Lighthearted travels through Italy that get tightly focused when it’s mealtime.
“I drove on, deviated, climbed inland and stopped for lunch.” So it goes as British food writer Black (Fish, 1999, etc.) makes his way about Italy, cobbling together this gustatory portrait of the country from regular fortnightly doses of cheap travel.
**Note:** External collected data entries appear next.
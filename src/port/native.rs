//! Native driver built on the `serialport` crate.
//!
//! `serialport` calls block, so every operation runs on Tokio's blocking pool
//! with the port behind an `Arc<Mutex<..>>`.

use super::contract;
use super::disconnect::{BindingOptions, DisconnectCallback};
use super::error::{BindingError, BindingResult};
use super::traits::{PortBinding, PortEnumerator};
use super::types::{
    ControlFlags, ModemStatus, OpenOptions, PortInfo, PortList, PortPath, UpdateOptions,
};
use async_trait::async_trait;
use parking_lot::Mutex;
use serialport::SerialPort;
use std::io::{Read, Write};
use std::sync::Arc;
use std::time::Duration;

type SharedPort = Arc<Mutex<Box<dyn SerialPort>>>;

/// Tunables for native ports.
#[derive(Debug, Clone, Copy, PartialEq, Eq)]
pub struct NativeSettings {
    /// How long a read waits for data before resolving with zero bytes.
    pub read_timeout: Duration,
}

impl Default for NativeSettings {
    fn default() -> Self {
        Self {
            read_timeout: Duration::from_secs(1),
        }
    }
}

/// Binding over an OS serial device.
pub struct NativeBinding {
    disconnect: DisconnectCallback,
    settings: NativeSettings,
    port: Option<SharedPort>,
    path: Option<PortPath>,
    /// RTS is owned by the driver when hardware flow control is on.
    rtscts: bool,
    /// Lower the output lines when the port is closed.
    hupcl: bool,
}

impl NativeBinding {
    /// Create a closed binding with default settings.
    pub fn new(options: BindingOptions) -> BindingResult<Self> {
        Self::with_settings(options, NativeSettings::default())
    }

    pub fn with_settings(options: BindingOptions, settings: NativeSettings) -> BindingResult<Self> {
        Ok(Self {
            disconnect: options.validate()?,
            settings,
            port: None,
            path: None,
            rtscts: false,
            hupcl: true,
        })
    }

    /// Path of the open port.
    pub fn path(&self) -> Option<&PortPath> {
        self.path.as_ref()
    }

    fn shared(&self) -> BindingResult<SharedPort> {
        contract::ensure_open(self.is_open())?;
        self.port.clone().ok_or(BindingError::NotOpen)
    }

    /// Turn a disconnect-shaped failure into a driver-initiated close.
    fn settle<T>(&mut self, result: BindingResult<T>) -> BindingResult<T> {
        match result {
            Err(err) if is_disconnect_error(&err) => {
                tracing::debug!(error = %err, "Treating I/O failure as disconnect");
                Err(self.lost())
            }
            other => other,
        }
    }

    fn lost(&mut self) -> BindingError {
        self.port = None;
        let path = self.path.take();
        tracing::warn!(port = ?path, "Serial port disconnected");
        self.disconnect.invoke();
        BindingError::Disconnected
    }
}

impl std::fmt::Debug for NativeBinding {
    fn fmt(&self, f: &mut std::fmt::Formatter<'_>) -> std::fmt::Result {
        f.debug_struct("NativeBinding")
            .field("path", &self.path)
            .field("settings", &self.settings)
            .field("is_open", &self.is_open())
            .finish()
    }
}

#[async_trait]
impl PortBinding for NativeBinding {
    fn is_open(&self) -> bool {
        self.port.is_some()
    }

    async fn open(&mut self, path: PortPath, options: OpenOptions) -> BindingResult<()> {
        contract::ensure_closed(self.is_open())?;

        let name = path.as_str().to_string();
        let settings = self.settings;
        let requested = options.clone();
        let port = tokio::task::spawn_blocking(move || open_port(&name, &requested, settings))
            .await
            .map_err(join_error)??;

        tracing::info!(port = %path, baud_rate = %options.baud_rate, "Opened serial port");
        self.port = Some(Arc::new(Mutex::new(port)));
        self.path = Some(path);
        self.rtscts = options.rtscts;
        self.hupcl = options.hupcl;
        Ok(())
    }

    async fn close(&mut self) -> BindingResult<()> {
        contract::ensure_open(self.is_open())?;
        if let Some(port) = self.port.take() {
            let (hupcl, rtscts) = (self.hupcl, self.rtscts);
            tokio::task::spawn_blocking(move || {
                if hupcl {
                    hang_up(&mut **port.lock(), rtscts);
                }
                drop(port);
            })
            .await
            .map_err(join_error)?;
        }
        if let Some(path) = self.path.take() {
            tracing::info!(port = %path, "Closed serial port");
        }
        Ok(())
    }

    async fn read(
        &mut self,
        buffer: &mut [u8],
        offset: usize,
        length: usize,
    ) -> BindingResult<usize> {
        contract::check_read(self.is_open(), buffer.len(), offset, length)?;
        let port = self.shared()?;
        if length == 0 {
            return Ok(0);
        }

        let result = run_blocking(&port, move |port| {
            let mut chunk = vec![0u8; length];
            match port.read(&mut chunk) {
                Ok(n) => {
                    chunk.truncate(n);
                    Ok(chunk)
                }
                Err(e) if e.kind() == std::io::ErrorKind::TimedOut => Ok(Vec::new()),
                Err(e) => Err(BindingError::Io(e)),
            }
        })
        .await;
        let chunk = self.settle(result)?;

        buffer[offset..offset + chunk.len()].copy_from_slice(&chunk);
        tracing::trace!(bytes = chunk.len(), "Serial read");
        Ok(chunk.len())
    }

    async fn write(&mut self, buffer: &[u8]) -> BindingResult<()> {
        let port = self.shared()?;
        let data = buffer.to_vec();
        let result = run_blocking(&port, move |port| {
            port.write_all(&data).map_err(BindingError::Io)
        })
        .await;
        self.settle(result)?;
        tracing::trace!(bytes = buffer.len(), "Serial write");
        Ok(())
    }

    async fn update(&mut self, options: UpdateOptions) -> BindingResult<()> {
        let port = self.shared()?;
        let rate = options.baud_rate.get();
        let result = run_blocking(&port, move |port| {
            port.set_baud_rate(rate).map_err(|e| match e.kind() {
                serialport::ErrorKind::InvalidInput => {
                    BindingError::operation_failed(format!("Unsupported baud rate {rate}: {e}"))
                }
                _ => BindingError::Serial(e),
            })
        })
        .await;
        self.settle(result)?;
        tracing::debug!(baud_rate = rate, "Updated serial port");
        Ok(())
    }

    async fn set(&mut self, flags: ControlFlags) -> BindingResult<()> {
        let port = self.shared()?;
        let rtscts = self.rtscts;
        let result = run_blocking(&port, move |port| apply_flags(port, flags, rtscts)).await;
        self.settle(result)
    }

    async fn get(&mut self) -> BindingResult<ModemStatus> {
        let port = self.shared()?;
        let result = run_blocking(&port, |port| {
            Ok(ModemStatus {
                cts: port.read_clear_to_send()?,
                dsr: port.read_data_set_ready()?,
                dcd: port.read_carrier_detect()?,
            })
        })
        .await;
        self.settle(result)
    }

    async fn flush(&mut self) -> BindingResult<()> {
        let port = self.shared()?;
        let result = run_blocking(&port, |port| {
            port.clear(serialport::ClearBuffer::All)
                .map_err(BindingError::Serial)
        })
        .await;
        self.settle(result)
    }

    async fn drain(&mut self) -> BindingResult<()> {
        let port = self.shared()?;
        let result = run_blocking(&port, |port| {
            Write::flush(port).map_err(BindingError::Io)
        })
        .await;
        self.settle(result)
    }
}

/// Enumerates OS serial devices.
#[derive(Debug, Clone, Copy, Default)]
pub struct NativeEnumerator;

#[async_trait]
impl PortEnumerator for NativeEnumerator {
    async fn list(&self) -> BindingResult<PortList> {
        let ports = tokio::task::spawn_blocking(serialport::available_ports)
            .await
            .map_err(join_error)?
            .map_err(|e| BindingError::operation_failed(format!("Failed to list ports: {e}")))?;
        tracing::debug!(count = ports.len(), "Enumerated serial ports");
        Ok(PortList::new(ports.into_iter().filter_map(port_info)))
    }
}

fn port_info(port: serialport::SerialPortInfo) -> Option<PortInfo> {
    let mut info = PortInfo::new(PortPath::new(port.port_name).ok()?);
    if let serialport::SerialPortType::UsbPort(usb) = port.port_type {
        info.vendor_id = Some(format!("{:04x}", usb.vid));
        info.product_id = Some(format!("{:04x}", usb.pid));
        info.manufacturer = usb.manufacturer;
        info.serial_number = usb.serial_number;
    }
    Some(info)
}

async fn run_blocking<T, F>(port: &SharedPort, op: F) -> BindingResult<T>
where
    T: Send + 'static,
    F: FnOnce(&mut dyn SerialPort) -> BindingResult<T> + Send + 'static,
{
    let port = Arc::clone(port);
    tokio::task::spawn_blocking(move || {
        let mut guard = port.lock();
        op(&mut **guard)
    })
    .await
    .map_err(join_error)?
}

fn join_error(err: tokio::task::JoinError) -> BindingError {
    BindingError::operation_failed(format!("Blocking serial task failed: {err}"))
}

fn open_port(
    name: &str,
    options: &OpenOptions,
    settings: NativeSettings,
) -> BindingResult<Box<dyn SerialPort>> {
    let builder = serialport::new(name, options.baud_rate.get())
        .data_bits(options.data_bits.into())
        .parity(options.parity.into())
        .stop_bits(options.stop_bits.into())
        .flow_control(options.flow_control().into())
        .timeout(settings.read_timeout);

    let mut port = open_builder(builder, name, options)?;
    apply_flags(port.as_mut(), options.flags, options.rtscts)?;
    Ok(port)
}

#[cfg(unix)]
fn open_builder(
    builder: serialport::SerialPortBuilder,
    name: &str,
    options: &OpenOptions,
) -> BindingResult<Box<dyn SerialPort>> {
    let mut port = builder.open_native().map_err(|e| open_error(name, e))?;
    port.set_exclusive(options.lock)?;
    Ok(Box::new(port))
}

// COM ports are always opened exclusively on Windows.
#[cfg(not(unix))]
fn open_builder(
    builder: serialport::SerialPortBuilder,
    name: &str,
    _options: &OpenOptions,
) -> BindingResult<Box<dyn SerialPort>> {
    builder.open().map_err(|e| open_error(name, e))
}

/// Drop DTR (and RTS unless flow control owns it) before the port closes.
/// The device may already be gone, so failures are only logged.
fn hang_up(port: &mut dyn SerialPort, rtscts: bool) {
    if let Err(err) = port.write_data_terminal_ready(false) {
        tracing::debug!(error = %err, "Failed to lower DTR on close");
    }
    if !rtscts {
        if let Err(err) = port.write_request_to_send(false) {
            tracing::debug!(error = %err, "Failed to lower RTS on close");
        }
    }
}

fn open_error(name: &str, err: serialport::Error) -> BindingError {
    match err.kind() {
        serialport::ErrorKind::NoDevice => {
            BindingError::operation_failed(format!("Serial port not found: {name}"))
        }
        serialport::ErrorKind::InvalidInput => BindingError::operation_failed(err.to_string()),
        _ => BindingError::Serial(err),
    }
}

/// Drive the output lines. CTS and DSR are inputs and are left alone.
fn apply_flags(port: &mut dyn SerialPort, flags: ControlFlags, rtscts: bool) -> BindingResult<()> {
    if flags.brk {
        port.set_break()?;
    } else {
        port.clear_break()?;
    }
    port.write_data_terminal_ready(flags.dtr)?;
    if !rtscts {
        port.write_request_to_send(flags.rts)?;
    }
    Ok(())
}

fn is_disconnect_error(err: &BindingError) -> bool {
    match err {
        BindingError::Io(e) => is_disconnect_io(e),
        BindingError::Serial(e) => match e.kind() {
            serialport::ErrorKind::NoDevice => true,
            serialport::ErrorKind::Io(kind) => is_disconnect_kind(kind),
            _ => false,
        },
        _ => false,
    }
}

fn is_disconnect_io(err: &std::io::Error) -> bool {
    is_disconnect_kind(err.kind()) || err.raw_os_error().is_some_and(is_disconnect_code)
}

fn is_disconnect_kind(kind: std::io::ErrorKind) -> bool {
    use std::io::ErrorKind;
    matches!(
        kind,
        ErrorKind::BrokenPipe
            | ErrorKind::NotConnected
            | ErrorKind::ConnectionAborted
            | ErrorKind::ConnectionReset
            | ErrorKind::UnexpectedEof
    )
}

#[cfg(unix)]
fn is_disconnect_code(code: i32) -> bool {
    matches!(code, libc::EIO | libc::ENXIO | libc::ENODEV)
}

#[cfg(windows)]
fn is_disconnect_code(code: i32) -> bool {
    use winapi::shared::winerror::{
        ERROR_ACCESS_DENIED, ERROR_BAD_COMMAND, ERROR_DEVICE_NOT_CONNECTED, ERROR_GEN_FAILURE,
        ERROR_OPERATION_ABORTED,
    };
    matches!(
        code as u32,
        ERROR_ACCESS_DENIED
            | ERROR_BAD_COMMAND
            | ERROR_DEVICE_NOT_CONNECTED
            | ERROR_GEN_FAILURE
            | ERROR_OPERATION_ABORTED
    )
}

#[cfg(not(any(unix, windows)))]
fn is_disconnect_code(_code: i32) -> bool {
    false
}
There are politics in these pages, from short regional histories to the seriousness with which Italians take their gelati; there is some pursuit of genealogy, of the Rossellis on Black’s mother’s side; and these chapters can easily be deployed as travel guides, organized as they are by specific areas, happy to give directions. (“If you head straight down to the Tiber from here you should get to the ghetto. . . .”) And there are those deviations, such as time to “reflect a little on tales of exploitation and lust among the rice fields of Vercelli.” But ultimately, this is about eating well—and often: of apricots and capers from Stromboli, of casu marzo (rotten cheese) that “is quite difficult for anyone but a Sard to eat,” of Neapolitan pizza and the importance of frogs in brodo. It is about the iconic cacciucco (“the cooking of piscatorial detritus, a dish eaten to keep fishermen's hunger at bay”) and the role played by the town of Comacchio in “the sacred act of eel jigginess.” It is also gratifyingly opinionated: “Her house began to stink, so she said, like a Greek fisherman's crotch [from the smell of stewing octopus]. This is wimpish talk, frankly. I am of the opinion that octopus is quite one of the most exquisite things to come from the sea.” And it is full of good advice: “Now, a word about panissa,” he will state, as befits the son-in-law of food historian Jane Grigson; or, “Let me offer you a few hints, a few truffle do's and don'ts.”
A garden mix of personal history, political history, and food all’Italia.